Liebesgedichte der Gegenwart
Das vorläufig letzte Liebesgedicht
Gedanken wie Photographien,
fixiert, als gäbe es keine Zeit.
Und mir steinschwer und
die Leichtigkeit des Vergleichs
ist mir schwerer gefallen als
mein Herz dich glauben machen will.Ich kann nur an dich denken,
wie ich dich sehe, eingefroren
in Bewegungen Lachen,
einmal im Anschnitt vielleicht
mein Knie,
auf das du deine Hand nie mehr
Nein, um dieses Gedicht geht es vorrangig nicht, auch wenn ich mich als dessen Urheber natürlich freuen würde, wenn es eine Leserin, einen Leser anspräche… Und auch wenn ich an dieser Stelle sogar noch ein weiteres aus meiner lyrischen Arbeit einfügen könnte – sie blieben doch immer nur zwei von annähernd 300, die in einer soeben erschienenen Anthologie von der Liebe erzählen!
Nichts ist versprochen heißt diese Anthologie, erschienen ist sie im Verlag Reclam in der Herausgeberschaft von Hiltrud Gnüg. Gänzlich neu ist sie eigentlich nicht, die Erstausgabe erschien bereits 1989, doch die Germanistikprofessorin mit dem (u.v.a.) Forschungsschwerpunkt Lyrik legt nunmehr eine Neuausgabe vor, die gründlich aktualisiert ist und selbst jüngst veröffentlichte Gedichtbände für die Auswahl der Texte heranzieht.

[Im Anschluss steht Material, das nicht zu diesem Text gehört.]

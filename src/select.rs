//! Partial ordering primitives used to tile a batch during bulk loading.
//!
//! [`quickselect`] puts one element into its sorted position in expected
//! linear time. [`multi_select`] builds on it to cut a range into contiguous
//! groups of about `n` elements, each group ordered before the next, without
//! sorting inside any group.

use std::cmp::Ordering;

/// Ranges longer than this are narrowed by sampling before partitioning.
const SAMPLE_THRESHOLD: usize = 600;

/// Rearranges `items[left..=right]` so that `items[k]` holds the element that
/// would be there if the range were sorted by `compare`. Everything in
/// `[left, k)` compares less than or equal to it and everything in
/// `(k, right]` greater than or equal.
///
/// Uses Floyd-Rivest sampling on large ranges.
///
/// # Panics
/// If `k` is outside `left..=right` or `right` is out of bounds.
///
/// # Examples
/// ```
/// use aabb_rtree::select::quickselect;
///
/// let mut values = [9, 1, 8, 2, 7, 3];
/// quickselect(&mut values, 2, 0, 5, |a, b| a.cmp(b));
/// assert_eq!(values[2], 3);
/// assert!(values[..2].iter().all(|&v| v <= 3));
/// assert!(values[3..].iter().all(|&v| v >= 3));
/// ```
pub fn quickselect<T, F>(items: &mut [T], k: usize, left: usize, right: usize, mut compare: F)
where
    F: FnMut(&T, &T) -> Ordering,
{
    assert!(left <= k && k <= right, "k = {k} is outside {left}..={right}");
    assert!(right < items.len(), "range end {right} is out of bounds");
    select_step(items, k, left, right, &mut compare);
}

fn select_step<T, F>(items: &mut [T], k: usize, mut left: usize, mut right: usize, compare: &mut F)
where
    F: FnMut(&T, &T) -> Ordering,
{
    while right > left {
        if right - left > SAMPLE_THRESHOLD {
            let (sample_left, sample_right) = sample_bounds(k, left, right);
            select_step(items, k, sample_left, sample_right, compare);
        }

        // pivot parked at `left` while the rest is partitioned around it
        items.swap(left, k);
        let mut i = left + 1;
        let mut j = right;
        loop {
            while i <= j && compare(&items[i], &items[left]) == Ordering::Less {
                i += 1;
            }
            while i <= j && compare(&items[j], &items[left]) == Ordering::Greater {
                j -= 1;
            }
            if i >= j {
                break;
            }
            items.swap(i, j);
            i += 1;
            j -= 1;
        }
        items.swap(left, j);

        match j.cmp(&k) {
            Ordering::Less => left = j + 1,
            Ordering::Greater => right = j - 1,
            Ordering::Equal => break,
        }
    }
}

/// Sub-range around `k` that very likely contains the k-th element.
#[expect(
    clippy::cast_possible_truncation,
    reason = "bounds are clamped to the range right after the cast"
)]
fn sample_bounds(k: usize, left: usize, right: usize) -> (usize, usize) {
    let n = (right - left + 1) as f64;
    let m = (k - left + 1) as f64;
    let z = n.ln();
    let s = 0.5 * (2.0 * z / 3.0).exp();
    let sd = 0.5 * (z * s * (n - s) / n).sqrt() * if m - n / 2.0 < 0.0 { -1.0 } else { 1.0 };
    let k = k as f64;

    let new_left = (k - m * s / n + sd).floor().max(0.0) as usize;
    let new_right = (k + (n - m) * s / n + sd).floor().max(0.0) as usize;
    (left.max(new_left), right.min(new_right))
}

/// Partitions `items[left..=right]` into contiguous groups of at most `n`
/// elements such that every group is ordered before the next under
/// `compare`. Elements inside a group stay unsorted.
///
/// Works through an explicit stack of sub-ranges, halving each one with
/// [`quickselect`] at a group boundary until it is no longer than `n`.
///
/// # Panics
/// If `n` is zero or `right` is out of bounds.
///
/// # Examples
/// ```
/// use aabb_rtree::select::multi_select;
///
/// let mut values: Vec<u32> = (0..20).rev().collect();
/// multi_select(&mut values, 0, 19, 5, |a, b| a.cmp(b));
/// let max_first = values[..5].iter().max().copied();
/// let min_second = values[5..10].iter().min().copied();
/// assert!(max_first <= min_second);
/// ```
pub fn multi_select<T, F>(items: &mut [T], left: usize, right: usize, n: usize, mut compare: F)
where
    F: FnMut(&T, &T) -> Ordering,
{
    assert!(n > 0, "group size must be positive");
    assert!(right < items.len(), "range end {right} is out of bounds");

    let mut stack = vec![(left, right)];
    while let Some((left, right)) = stack.pop() {
        if right - left <= n {
            continue;
        }

        let mid = left + (right - left).div_ceil(n * 2) * n;
        select_step(items, mid, left, right, &mut compare);

        stack.push((left, mid));
        stack.push((mid, right));
    }
}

In ihrem Nachwort, das beinahe schon einer Theorie des Liebesgedichts im Allgemeinen und der diesbezüglichen deutschsprachigen Dichtkunst in den letzten Jahrzehnten, vor und nach dem Mauerfall, gleichkommt, beschreibt sie, wie und unter welchen Gesichtspunkten sie ihre Gedicht-Funde geordnet hat:
Die Anthologie gliedert sich in acht Teile, nach Hinsichten, die sich aus dem Textmaterial selbst ergeben haben, nicht etwa nach Leithinsichten, die die Selektion der Gedichte vorab bestimmen. Die Motti drücken besser als etikettierende Begriffe den jeweiligen Aspekt aus; dennoch seien die Etiketten genannt: Liebe; Erotischer Moment; Partnerschaft und Emanzipation; Ehe; Liebe und Vergänglichkeit; Liebe und Gesellschaft; Schwierige Beziehungen; Träume.

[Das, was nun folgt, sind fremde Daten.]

//! Profiling benchmark to measure time spent in the different tree operations

use aabb_rtree::generate::random_boxes;
use aabb_rtree::{BBox, RTree};
use rand::SeedableRng;
use rand::seq::SliceRandom;
use std::time::Instant;

fn millis(start: Instant) -> f64 {
    start.elapsed().as_secs_f64() * 1000.0
}

fn main() {
    println!("AABB R-tree Profiling Benchmark");
    println!("===============================\n");

    let num_items = 1_000_000;
    let num_tests = 1_000;

    let seed = 95756739_u64;
    let mut rng = rand::rngs::StdRng::seed_from_u64(seed);

    let items: Vec<(BBox, usize)> = random_boxes(&mut rng, num_items, 1.0).into_iter().zip(0..).collect();
    let queries = random_boxes(&mut rng, num_tests, 1.0);

    // One by one insertion
    let start = Instant::now();
    let mut inserted = RTree::new();
    for &item in &items {
        inserted.insert(item);
    }
    println!("insert {} items one by one:      {:>12.2}ms", num_items, millis(start));

    // Bulk load
    let start = Instant::now();
    let mut loaded = RTree::new();
    loaded.load(items.iter().copied());
    println!("bulk load {} items:              {:>12.2}ms", num_items, millis(start));

    // Bulk load in ten batches, merged into the existing tree
    let start = Instant::now();
    let mut batched = RTree::new();
    for batch in items.chunks(num_items / 10) {
        batched.load(batch.iter().copied());
    }
    println!("bulk load in 10 batches:                {:>12.2}ms", millis(start));

    for (name, tree) in [("inserted", &inserted), ("loaded", &loaded), ("batched", &batched)] {
        let mut results = Vec::new();
        let start = Instant::now();
        for query in &queries {
            results.clear();
            tree.search_into(query, &mut results);
        }
        println!(
            "search 0.01% on {} tree - {} queries: {:>12.3}µs/query",
            name,
            num_tests,
            millis(start) * 1000.0 / num_tests as f64
        );
    }

    // Remove a tenth of the items in random order
    let mut doomed = items[..num_items / 10].to_vec();
    doomed.shuffle(&mut rng);
    let start = Instant::now();
    for item in &doomed {
        loaded.remove(item);
    }
    println!("remove {} items:                  {:>12.2}ms", doomed.len(), millis(start));
    println!("remaining items: {}, height {}", loaded.len(), loaded.height());
}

Und an anderer Stelle heißt es:
Eigentlich würde man vermuten, dass die fortschreitende Emanzipation der Frau, die Auflösung des Rollendualismus, der die Frau ins traute Heim verbannte, ihre Bildungsmöglichkeiten beschränkte und dem Mann allein die Bürde der Existenzsicherung, aber auch der gesellschaftlichen Repräsentanz zuwies, eine harmonische Liebesbeziehung förderten; das Gegenteil jedoch scheint der Fall zu sein, nimmt man die deutschsprachige Lyrik als Dokument für die Liebes-Erfahrung dieser Zeit.
Gedichte von Ingeborg Bachmann, Jürgen Becker, Marcel Beyer, Ulrike Draesner, Durs Grünbein, Ulla Hahn, Thomas Kling, Ursula Krechel, Michael Krüger, Friederike Roth, Clemens J. Setz, Ron Winkler und vielen, vielen anderen ermöglichen es dem Leser, sich selbst und seine Erfahrungen in Beziehung zu setzen zu dieser Feststellung, die zumindest eins belegt: für viele scheint die Liebe heute eine äußerst komplizierte und fragile Angelegenheit geworden zu sein.

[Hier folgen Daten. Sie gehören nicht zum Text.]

//! Comparison tests between RTree queries and a brute-force linear scan

#[cfg(test)]
mod tests {
    use crate::generate::random_boxes;
    use crate::test_support::{
        Tagged, assert_invariants, brute_force, init_logging, rng, sorted_ids, tagged_boxes,
    };
    use crate::{BBox, RTree};

    /// Query boxes of every size class, from point-like up to half the space.
    fn queries(seed: u64, count: usize) -> Vec<BBox> {
        let mut r = rng(seed);
        [1.0, 10.0, 31.6, 70.7]
            .into_iter()
            .flat_map(|size| random_boxes(&mut r, count, size))
            .collect()
    }

    fn assert_matches_brute_force(tree: &RTree<Tagged>, items: &[Tagged], queries: &[BBox]) {
        for query in queries {
            let found = tree.search(query);
            let expected = brute_force(items, query);
            assert_eq!(sorted_ids(&found), expected, "Search results differ for {query}");
            assert_eq!(tree.collides(query), !expected.is_empty(), "collides disagrees for {query}");
        }
    }

    #[test]
    fn test_loaded_tree_matches_brute_force() {
        init_logging();
        let items = tagged_boxes(100, 1_000, 1.0);
        let mut tree = RTree::new();
        tree.load(items.clone());

        assert_matches_brute_force(&tree, &items, &queries(101, 25));
    }

    #[test]
    fn test_inserted_tree_matches_brute_force() {
        let items = tagged_boxes(102, 1_000, 1.0);
        let mut tree = RTree::new();
        for &item in &items {
            tree.insert(item);
        }

        assert_matches_brute_force(&tree, &items, &queries(103, 25));
    }

    #[test]
    fn test_insert_and_load_agree() {
        let items = tagged_boxes(104, 2_000, 3.0);
        let mut inserted = RTree::new();
        for &item in &items {
            inserted.insert(item);
        }
        let mut loaded = RTree::new();
        loaded.load(items);

        for query in queries(105, 25) {
            assert_eq!(
                sorted_ids(&inserted.search(&query)),
                sorted_ids(&loaded.search(&query)),
                "Insert-built and load-built trees disagree for {query}"
            );
        }
    }

    #[test]
    fn test_node_sizes_match_brute_force() {
        for max_entries in [4, 9, 16] {
            let items = tagged_boxes(106, 1_500, 2.0);
            let mut tree = RTree::with_max_entries(max_entries);
            tree.load(items[..1_000].iter().copied());
            for &item in &items[1_000..] {
                tree.insert(item);
            }

            assert_eq!(tree.len(), 1_500, "max_entries = {max_entries}");
            assert_invariants(&tree, false);
            assert_matches_brute_force(&tree, &items, &queries(107, 10));
        }
    }

    #[test]
    fn test_results_after_removals() {
        let mut items = tagged_boxes(108, 1_000, 2.0);
        let mut tree = RTree::new();
        tree.load(items.clone());

        // drop every third item
        let removed: Vec<Tagged> = items.iter().copied().filter(|&(_, id)| id % 3 == 0).collect();
        for item in &removed {
            tree.remove(item);
        }
        items.retain(|&(_, id)| id % 3 != 0);

        assert_eq!(tree.len(), items.len());
        assert_invariants(&tree, false);
        assert_matches_brute_force(&tree, &items, &queries(109, 25));
    }

    #[test]
    fn test_mixed_workload_matches_brute_force() {
        let batches = tagged_boxes(110, 3_000, 1.5);
        let mut items: Vec<Tagged> = Vec::new();
        let mut tree = RTree::new();

        for (round, chunk) in batches.chunks(500).enumerate() {
            if round % 2 == 0 {
                tree.load(chunk.iter().copied());
            } else {
                for &item in chunk {
                    tree.insert(item);
                }
            }
            items.extend_from_slice(chunk);

            let (gone, kept): (Vec<Tagged>, Vec<Tagged>) = items.iter().partition(|&&(_, id)| id % 7 == round);
            for item in &gone {
                tree.remove(item);
            }
            items = kept;

            assert_eq!(tree.len(), items.len(), "Round {round}");
            assert_invariants(&tree, false);
        }

        assert_matches_brute_force(&tree, &items, &queries(111, 15));
    }

    #[test]
    fn test_json_round_trip_keeps_results() {
        let items = tagged_boxes(112, 800, 2.0);
        let mut tree = RTree::new();
        tree.load(items.clone());

        let json = tree.to_json().expect("serializable");
        let mut copy: RTree<Tagged> = RTree::new();
        copy.from_json(&json).expect("valid snapshot");

        assert_eq!(copy.height(), tree.height());
        assert_matches_brute_force(&copy, &items, &queries(113, 10));
        for query in queries(114, 5) {
            assert_eq!(copy.search(&query), tree.search(&query), "Node layout changed for {query}");
        }
    }
}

Mögen Sie mit dennoch – oder gerade deswegen – mit Gewinn aus der Lektüre hervorgehen!
Das ist ja eine besonders schöne Mitteilung, lieber Wolfgang, danke! „Das vorläufig letzte Liebesgedicht“ gefällt mir sehr. Das „vorläufig“ könnte ja, meine ich, auch vielleicht auf ein „dennoch“ hinweisen, welches auf jeden Fall für mich zur Liebe und den Erfahrungen, die man damit macht, gehört.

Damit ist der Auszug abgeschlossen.